I have over 12 dataframes that I want to merge into a single dataframe, where row values match for each column (or null if they don't exist). Each dataframe has a different number of rows, but will never repeat values. The goal is to both identify common values and missing values.
Eg.df1
id label
1 a-1
2 b-2
3 z-10
Eg.df2
id label
1 b-2
2 d-4
3 e-5
Eg.df3
id label
1 a-1
2 d-4
3 f-6
Desired output
Eg.final
id df1 df2 df3
1 a-1 null a-1
2 b-2 b-2 null
3 null d-4 d-4
4 null e-5 null
5 null null f-6
6 z-10 null null
I've investigated join
, but these all seem to collapse values. insert
seemed plausible, but I can't rectify the different row sizes/matching values to the same row.
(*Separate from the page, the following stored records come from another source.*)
use glam::{Mat4, Vec3};

use crate::scene::transform::translation_of;

/// One joint of a [`SceneTree`](crate::scene::SceneTree).
///
/// # Design Principles
///
/// - Joints live in a single contiguous array owned by the tree; every link
///   is an index into that array
/// - The synthetic root is not stored; a `None` parent means the joint hangs
///   directly under it
/// - Children are encoded as a singly linked list: `first_child` points at the
///   most recently attached child, `next_sibling` walks the rest
///
/// # Matrices
///
/// - `local_matrix`: transform relative to the parent, mutated by pose edits
///   and animation
/// - `global_matrix`: transform relative to the tree root, only valid right
///   after a global pose pass
/// - `inverse_bind_matrix`: inverse of the rest-pose global, captured at build
#[derive(Debug, Clone)]
pub struct JointNode {
    // === Identity ===
    pub(crate) index: usize,
    pub(crate) name: String,

    // === Hierarchy ===
    pub(crate) parent: Option<usize>,
    pub(crate) first_child: Option<usize>,
    pub(crate) next_sibling: Option<usize>,

    // === Spatial Data ===
    pub(crate) local_matrix: Mat4,
    pub(crate) global_matrix: Mat4,
    pub(crate) inverse_bind_matrix: Mat4,
}

impl JointNode {
    /// Creates an unlinked joint whose global and inverse-bind matrices are
    /// the identity.
    #[must_use]
    pub fn new(index: usize, parent: Option<usize>, name: impl Into<String>, local: Mat4) -> Self {
        Self {
            index,
            name: name.into(),
            parent,
            first_child: None,
            next_sibling: None,
            local_matrix: local,
            global_matrix: Mat4::IDENTITY,
            inverse_bind_matrix: Mat4::IDENTITY,
        }
    }

    #[inline]
    #[must_use]
    pub fn index(&self) -> usize {
        self.index
    }

    #[inline]
    #[must_use]
    pub fn name(&self) -> &str {
        &self.name
    }

    /// Parent joint index (None for joints under the synthetic root)
    #[inline]
    #[must_use]
    pub fn parent(&self) -> Option<usize> {
        self.parent
    }

    #[inline]
    #[must_use]
    pub fn first_child(&self) -> Option<usize> {
        self.first_child
    }

    #[inline]
    #[must_use]
    pub fn next_sibling(&self) -> Option<usize> {
        self.next_sibling
    }

    #[inline]
    #[must_use]
    pub fn local_matrix(&self) -> &Mat4 {
        &self.local_matrix
    }

    /// Returns the global matrix computed by the last pose pass.
    ///
    /// Stale if the local matrix of this joint or any ancestor was edited
    /// since then.
    #[inline]
    #[must_use]
    pub fn global_matrix(&self) -> &Mat4 {
        &self.global_matrix
    }

    #[inline]
    #[must_use]
    pub fn inverse_bind_matrix(&self) -> &Mat4 {
        &self.inverse_bind_matrix
    }

    /// World-space position of the joint.
    #[inline]
    #[must_use]
    pub fn global_translation(&self) -> Vec3 {
        translation_of(&self.global_matrix)
    }

    /// `global_matrix * inverse_bind_matrix`, the matrix uploaded for GPU
    /// skinning.
    #[inline]
    #[must_use]
    pub fn skinning_matrix(&self) -> Mat4 {
        self.global_matrix * self.inverse_bind_matrix
    }

    /// Drops all tree links, keeping matrices and identity.
    pub(crate) fn unlink(&mut self) {
        self.first_child = None;
        self.next_sibling = None;
    }
}
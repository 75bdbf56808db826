#![allow(dead_code, non_snake_case, non_upper_case_globals)]

use std::path::PathBuf;
use anyhow::Context;
use ndarray as nd;
use num_complex::Complex64 as C64;
use fock_states::{
    mkdir,
    write_npz,
    layout::{ to_grouped, to_interleaved },
    postselect::herald_dual_pair_dm,
    states::{ outer_prod, qubit_state_from_spec, Combine },
};

#[derive(Clone, Debug)]
struct Config {
    cutoff: usize,
    spec: String,
    outdir: PathBuf,
}

impl Default for Config {
    fn default() -> Self {
        Self {
            cutoff: 5,
            spec: "00+11".to_string(),
            outdir: PathBuf::from("output/bell_herald"),
        }
    }
}

fn read_config(path: &str) -> anyhow::Result<Config> {
    let text = std::fs::read_to_string(path)
        .with_context(|| format!("couldn't read config file {}", path))?;
    let table: toml::Table = text.parse()
        .with_context(|| format!("couldn't parse config file {}", path))?;
    let mut config = Config::default();
    if let Some(cutoff) = table.get("cutoff") {
        config.cutoff
            = cutoff.as_integer()
            .context("config key 'cutoff' must be an integer")?
            as usize;
    }
    if let Some(spec) = table.get("spec") {
        config.spec
            = spec.as_str()
            .context("config key 'spec' must be a string")?
            .to_string();
    }
    if let Some(outdir) = table.get("outdir") {
        config.outdir
            = outdir.as_str()
            .context("config key 'outdir' must be a string")?
            .into();
    }
    Ok(config)
}

fn main() -> anyhow::Result<()> {
    let Config { cutoff, spec, outdir }
        = match std::env::args().nth(1) {
            Some(path) => read_config(&path)?,
            None => Config::default(),
        };
    mkdir!(outdir);

    let psi: nd::Array1<C64>
        = qubit_state_from_spec(&spec, cutoff, Combine::Kron)?
        .into_dimensionality::<nd::Ix1>()?;
    let num_modes: usize
        = 2 * spec.split(|ch: char| ch == '+' || ch == '-')
        .find(|term| !term.is_empty())
        .map(str::len)
        .unwrap_or(0);
    println!("spec '{}': {} modes, dimension {}", spec, num_modes, psi.len());

    let rho = outer_prod(&psi, &psi);
    let rho_interleaved = to_interleaved(rho.clone(), cutoff, num_modes)?;
    let rho_back = to_grouped(rho_interleaved, num_modes)?;
    anyhow::ensure!(rho_back == rho, "layout round trip failed");
    println!("layout round trip verified");

    let mut rho = rho;
    if num_modes == 4 {
        herald_dual_pair_dm(&mut rho, cutoff)?;
        println!("applied dual-pair herald");
    } else {
        println!("skipping dual-pair herald: spec has {} modes", num_modes);
    }

    write_npz!(
        outdir.join("data.npz"),
        arrays: {
            "psi" => &psi,
            "rho" => &rho,
        }
    );

    println!("done");
    Ok(())
}
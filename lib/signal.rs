//! Post-processing helpers for acquired 1D traces and 2D masks.

use ndarray as nd;
use crate::error::{ StateError, StateResult };

/// Smooth a 1D trace with a uniform moving-average kernel of width `window`.
///
/// Matches "same"-mode convolution in the interior; the first `window / 2`
/// and last `(window + 1) / 2` samples are passed through unsmoothed instead
/// of being averaged against zero padding.
pub fn smooth_moving_avg(data: &nd::Array1<f64>, window: usize)
    -> StateResult<nd::Array1<f64>>
{
    let n = data.len();
    if window == 0 || window > n {
        return Err(StateError::InvalidWindow { window, len: n });
    }
    let shift = (window - 1) / 2;
    let mut out: nd::Array1<f64> = nd::Array1::zeros(n);
    for i in 0..n {
        let hi = (i + shift).min(n - 1);
        let lo = (i + shift + 1).saturating_sub(window);
        out[i] = data.slice(nd::s![lo..=hi]).sum() / window as f64;
    }
    for i in 0..window / 2 {
        out[i] = data[i];
    }
    for i in n - (window + 1) / 2..n {
        out[i] = data[i];
    }
    Ok(out)
}

/// Generate an `n`-by-`n` mask holding 1.0 inside the circle of radius
/// `radius` (defaulting to `n / 2`) centered at `(n / 2 + xc, n / 2 + yc)`
/// and 0.0 outside.
pub fn circle_mask(n: usize, radius: Option<f64>, xc: f64, yc: f64)
    -> nd::Array2<f64>
{
    let r = radius.unwrap_or(n as f64 / 2.0);
    let c = n as f64 / 2.0;
    nd::Array2::from_shape_fn(
        (n, n),
        |(row, col)| {
            let dx = col as f64 - c - xc;
            let dy = row as f64 - c - yc;
            if dx.powi(2) + dy.powi(2) <= r.powi(2) { 1.0 } else { 0.0 }
        },
    )
}

#[cfg(test)]
mod test {
    use super::*;

    #[test]
    fn interior_averages_edges_pinned() {
        let data = nd::array![1.0, 2.0, 3.0, 4.0, 10.0];
        let sm = smooth_moving_avg(&data, 3).unwrap();
        assert_eq!(sm[0], 1.0);
        assert!((sm[1] - 2.0).abs() < 1e-12);
        assert!((sm[2] - 3.0).abs() < 1e-12);
        assert_eq!(sm[3], 4.0);
        assert_eq!(sm[4], 10.0);
    }

    #[test]
    fn unit_window_is_identity() {
        let data = nd::array![0.5, -1.0, 2.0];
        let sm = smooth_moving_avg(&data, 1).unwrap();
        assert_eq!(sm, data);
    }

    #[test]
    fn even_window() {
        let data = nd::array![1.0, 2.0, 3.0, 4.0, 5.0, 6.0];
        let sm = smooth_moving_avg(&data, 4).unwrap();
        assert_eq!(sm[0], 1.0);
        assert_eq!(sm[1], 2.0);
        // same-mode convolution centers an even kernel one step late
        assert!((sm[2] - 2.5).abs() < 1e-12);
        assert!((sm[3] - 3.5).abs() < 1e-12);
        assert_eq!(sm[4], 5.0);
        assert_eq!(sm[5], 6.0);
    }

    #[test]
    fn window_bounds() {
        let data = nd::array![1.0, 2.0, 3.0];
        assert_eq!(
            smooth_moving_avg(&data, 0),
            Err(StateError::InvalidWindow { window: 0, len: 3 }),
        );
        assert_eq!(
            smooth_moving_avg(&data, 4),
            Err(StateError::InvalidWindow { window: 4, len: 3 }),
        );
    }

    #[test]
    fn mask_covers_center() {
        let mask = circle_mask(5, None, 0.0, 0.0);
        assert_eq!(mask.shape(), &[5, 5]);
        assert_eq!(mask[[2, 2]], 1.0);
        assert_eq!(mask[[0, 0]], 0.0);
        assert_eq!(mask[[0, 4]], 0.0);
    }

    #[test]
    fn mask_radius_and_offset() {
        let all = circle_mask(4, Some(10.0), 0.0, 0.0);
        assert!(all.iter().all(|&v| v == 1.0));
        let point = circle_mask(4, Some(0.0), 0.0, 0.0);
        assert_eq!(point.sum(), 1.0);
        assert_eq!(point[[2, 2]], 1.0);
        let shifted = circle_mask(4, Some(0.0), 1.0, -1.0);
        assert_eq!(shifted[[1, 3]], 1.0);
        assert_eq!(shifted.sum(), 1.0);
    }
}
#![allow(dead_code, non_snake_case, non_upper_case_globals)]

pub mod error;
pub mod utils;
pub mod states;
pub mod layout;
pub mod postselect;
pub mod signal;
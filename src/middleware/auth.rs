// src/middleware/auth.rs

use axum::{
    extract::{FromRequestParts, State},
    http::request::Parts,
    middleware::Next,
    response::Response,
};
use axum_extra::{
    TypedHeader,
    headers::{Authorization, authorization::Bearer},
};

use crate::{common::error::AppError, config::AppState, models::auth::User};

// O middleware em si: valida o Bearer token e pendura o usuário nos
// extensions da requisição para os extractors de baixo.
pub async fn auth_guard(
    State(app_state): State<AppState>,
    bearer: Option<TypedHeader<Authorization<Bearer>>>,
    mut request: axum::http::Request<axum::body::Body>,
    next: Next,
) -> Result<Response, AppError> {
    let Some(TypedHeader(authorization)) = bearer else {
        return Err(AppError::InvalidToken);
    };

    let user = app_state
        .auth_service
        .validate_token(authorization.token())
        .await?;

    request.extensions_mut().insert(user);
    Ok(next.run(request).await)
}

// Extrator para obter o usuário autenticado diretamente nos handlers
pub struct AuthenticatedUser(pub User);

impl<S> FromRequestParts<S> for AuthenticatedUser
where
    S: Send + Sync,
{
    type Rejection = AppError;

    async fn from_request_parts(parts: &mut Parts, _state: &S) -> Result<Self, Self::Rejection> {
        parts
            .extensions
            .get::<User>()
            .cloned()
            .map(AuthenticatedUser)
            .ok_or(AppError::InvalidToken)
    }
}
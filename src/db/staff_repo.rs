// src/db/staff_repo.rs

use sqlx::PgPool;
use uuid::Uuid;

use crate::{
    common::error::AppError,
    models::staff::{CreateStaffPayload, StaffMember, UpdateStaffPayload},
};

const STAFF_COLUMNS: &str =
    "id, full_name, job_title, bio, photo_url, email, is_active, created_at, updated_at";

#[derive(Clone)]
pub struct StaffRepository {
    pool: PgPool,
}

impl StaffRepository {
    pub fn new(pool: PgPool) -> Self {
        Self { pool }
    }

    pub async fn list_active(&self) -> Result<Vec<StaffMember>, AppError> {
        let sql = format!(
            "SELECT {STAFF_COLUMNS} FROM staff_members
             WHERE is_active = TRUE
             ORDER BY full_name"
        );

        Ok(sqlx::query_as::<_, StaffMember>(&sql)
            .fetch_all(&self.pool)
            .await?)
    }

    pub async fn list_all(&self) -> Result<Vec<StaffMember>, AppError> {
        let sql = format!("SELECT {STAFF_COLUMNS} FROM staff_members ORDER BY full_name");

        Ok(sqlx::query_as::<_, StaffMember>(&sql)
            .fetch_all(&self.pool)
            .await?)
    }

    pub async fn create(&self, payload: &CreateStaffPayload) -> Result<StaffMember, AppError> {
        let sql = format!(
            "INSERT INTO staff_members (full_name, job_title, bio, photo_url, email, is_active)
             VALUES ($1, $2, $3, $4, $5, $6)
             RETURNING {STAFF_COLUMNS}"
        );

        Ok(sqlx::query_as::<_, StaffMember>(&sql)
            .bind(&payload.full_name)
            .bind(&payload.job_title)
            .bind(&payload.bio)
            .bind(&payload.photo_url)
            .bind(&payload.email)
            .bind(payload.is_active)
            .fetch_one(&self.pool)
            .await?)
    }

    pub async fn update(
        &self,
        id: Uuid,
        payload: &UpdateStaffPayload,
    ) -> Result<StaffMember, AppError> {
        let sql = format!(
            "UPDATE staff_members
             SET full_name = COALESCE($2, full_name),
                 job_title = COALESCE($3, job_title),
                 bio = COALESCE($4, bio),
                 photo_url = COALESCE($5, photo_url),
                 email = COALESCE($6, email),
                 is_active = COALESCE($7, is_active),
                 updated_at = now()
             WHERE id = $1
             RETURNING {STAFF_COLUMNS}"
        );

        sqlx::query_as::<_, StaffMember>(&sql)
            .bind(id)
            .bind(&payload.full_name)
            .bind(&payload.job_title)
            .bind(&payload.bio)
            .bind(&payload.photo_url)
            .bind(&payload.email)
            .bind(payload.is_active)
            .fetch_optional(&self.pool)
            .await?
            .ok_or_else(|| AppError::NotFound("Membro da equipe".to_string()))
    }

    pub async fn delete(&self, id: Uuid) -> Result<(), AppError> {
        let result = sqlx::query("DELETE FROM staff_members WHERE id = $1")
            .bind(id)
            .execute(&self.pool)
            .await?;

        if result.rows_affected() == 0 {
            return Err(AppError::NotFound("Membro da equipe".to_string()));
        }
        Ok(())
    }
}
// src/middleware/i18n.rs

use axum::extract::FromRequestParts;
use axum::http::{header, request::Parts};

// Extrator de idioma: o conteúdo das páginas públicas é servido no idioma
// do Accept-Language, com fallback para "en".
pub struct Locale(pub String);

impl<S> FromRequestParts<S> for Locale
where
    S: Send + Sync,
{
    type Rejection = std::convert::Infallible;

    async fn from_request_parts(parts: &mut Parts, _state: &S) -> Result<Self, Self::Rejection> {
        let default_lang = "en".to_string();

        let lang = parts
            .headers
            .get(header::ACCEPT_LANGUAGE)
            .and_then(|header_value| header_value.to_str().ok())
            .and_then(|header_str| {
                accept_language::parse(header_str)
                    .first()
                    .map(|tag_string| {
                        // "pt-BR" -> "pt"; "en" -> "en"
                        tag_string.split('-').next().unwrap_or(tag_string).to_string()
                    })
            })
            .unwrap_or(default_lang);

        Ok(Locale(lang))
    }
}
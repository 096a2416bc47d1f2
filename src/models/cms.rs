// src/models/cms.rs

use chrono::{DateTime, Utc};
use serde::{Deserialize, Serialize};
use utoipa::ToSchema;
use uuid::Uuid;
use validator::Validate;

// ---
// Carrossel da página inicial
// ---

#[derive(Debug, Clone, Serialize, sqlx::FromRow, ToSchema)]
#[serde(rename_all = "camelCase")]
pub struct CarouselItem {
    pub id: Uuid,
    pub title: String,
    pub caption: Option<String>,
    pub image_url: String,
    pub link_url: Option<String>,
    pub position: i32,
    pub is_active: bool,
    pub created_at: DateTime<Utc>,
    pub updated_at: DateTime<Utc>,
}

#[derive(Debug, Deserialize, Validate, ToSchema)]
#[serde(rename_all = "camelCase")]
pub struct CreateCarouselItemPayload {
    #[validate(length(min = 1, message = "O título é obrigatório."))]
    pub title: String,

    pub caption: Option<String>,

    #[validate(length(min = 1, message = "A URL da imagem é obrigatória."))]
    pub image_url: String,

    pub link_url: Option<String>,

    #[serde(default)]
    pub position: i32,

    #[serde(default = "default_true")]
    pub is_active: bool,
}

fn default_true() -> bool {
    true
}

#[derive(Debug, Deserialize, ToSchema)]
#[serde(rename_all = "camelCase")]
pub struct UpdateCarouselItemPayload {
    pub title: Option<String>,
    pub caption: Option<String>,
    pub image_url: Option<String>,
    pub link_url: Option<String>,
    pub position: Option<i32>,
    pub is_active: Option<bool>,
}

// ---
// Seções de conteúdo das páginas institucionais
// ---

#[derive(Debug, Clone, Serialize, sqlx::FromRow, ToSchema)]
#[serde(rename_all = "camelCase")]
pub struct PageSection {
    pub id: Uuid,

    #[schema(example = "services")]
    pub page_slug: String,

    #[schema(example = "hero")]
    pub section_key: String,

    #[schema(example = "en")]
    pub language: String,

    pub title: String,
    pub body: String,
    pub position: i32,
    pub is_published: bool,
    pub created_at: DateTime<Utc>,
    pub updated_at: DateTime<Utc>,
}

#[derive(Debug, Deserialize, Validate, ToSchema)]
#[serde(rename_all = "camelCase")]
pub struct UpsertPageSectionPayload {
    #[validate(length(min = 1, message = "O slug da página é obrigatório."))]
    pub page_slug: String,

    #[validate(length(min = 1, message = "A chave da seção é obrigatória."))]
    pub section_key: String,

    #[validate(length(min = 2, max = 5, message = "O idioma deve ser um código como 'en' ou 'pt'."))]
    #[serde(default = "default_language")]
    pub language: String,

    #[validate(length(min = 1, message = "O título é obrigatório."))]
    pub title: String,

    #[validate(length(min = 1, message = "O corpo é obrigatório."))]
    pub body: String,

    #[serde(default)]
    pub position: i32,

    #[serde(default = "default_true")]
    pub is_published: bool,
}

fn default_language() -> String {
    "en".to_string()
}

// ---
// Blog
// ---

#[derive(Debug, Clone, Serialize, sqlx::FromRow, ToSchema)]
#[serde(rename_all = "camelCase")]
pub struct BlogPost {
    pub id: Uuid,
    pub title: String,
    pub slug: String,
    pub excerpt: Option<String>,
    pub body: String,
    pub cover_image_url: Option<String>,
    pub author_name: String,
    pub is_published: bool,
    pub published_at: Option<DateTime<Utc>>,
    pub created_at: DateTime<Utc>,
    pub updated_at: DateTime<Utc>,
}

#[derive(Debug, Deserialize, Validate, ToSchema)]
#[serde(rename_all = "camelCase")]
pub struct CreateBlogPostPayload {
    #[validate(length(min = 1, message = "O título é obrigatório."))]
    pub title: String,

    #[validate(length(min = 1, message = "O slug é obrigatório."))]
    pub slug: String,

    pub excerpt: Option<String>,

    #[validate(length(min = 1, message = "O corpo é obrigatório."))]
    pub body: String,

    pub cover_image_url: Option<String>,

    #[validate(length(min = 1, message = "O autor é obrigatório."))]
    pub author_name: String,

    #[serde(default)]
    pub is_published: bool,
}

#[derive(Debug, Deserialize, ToSchema)]
#[serde(rename_all = "camelCase")]
pub struct UpdateBlogPostPayload {
    pub title: Option<String>,
    pub excerpt: Option<String>,
    pub body: Option<String>,
    pub cover_image_url: Option<String>,
    pub author_name: Option<String>,
    pub is_published: Option<bool>,
}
I want to maintain each df
as it's own column.
For multiple dataframes, you can use merge
with reduce
:
from functools import reduce
reduce(lambda left, right: pd.merge(left, right, on='label', how='outer'),
map(lambda d: d[1].drop(columns='id')
.assign(**{ f'df{d[0]}':lambda x: x['label'] }),
enumerate(dfs, 1))
).assign(id=lambda x:range(1, 1+len(x))).drop(columns='label') # this is just to drop the existing `label` and assign new `id`
Out:
df1 df2 df3 id
0 a-1 NaN a-1 1
1 b-2 b-2 NaN 2
2 NaN d-4 d-4 3
3 NaN e-5 NaN 4
4 NaN NaN f-6 5
5 z-10 NaN NaN 6
Another method is join
on the index, like:
renamed_dfs = list(map(lambda d: d[1].drop(columns='id')
.assign(**{ f'df{d[0]}':lambda x: x['label'] })
.set_index('label'),
enumerate(dfs, 1)
))
renamed_dfs[0].join(renamed_dfs[1:], how='outer').reset_index(drop=True).reset_index()
Output:
index df1 df2 df3
0 0 a-1 NaN a-1
1 1 b-2 b-2 NaN
2 2 z-10 NaN NaN
3 3 NaN d-4 d-4
4 4 NaN e-5 NaN
5 5 NaN NaN f-6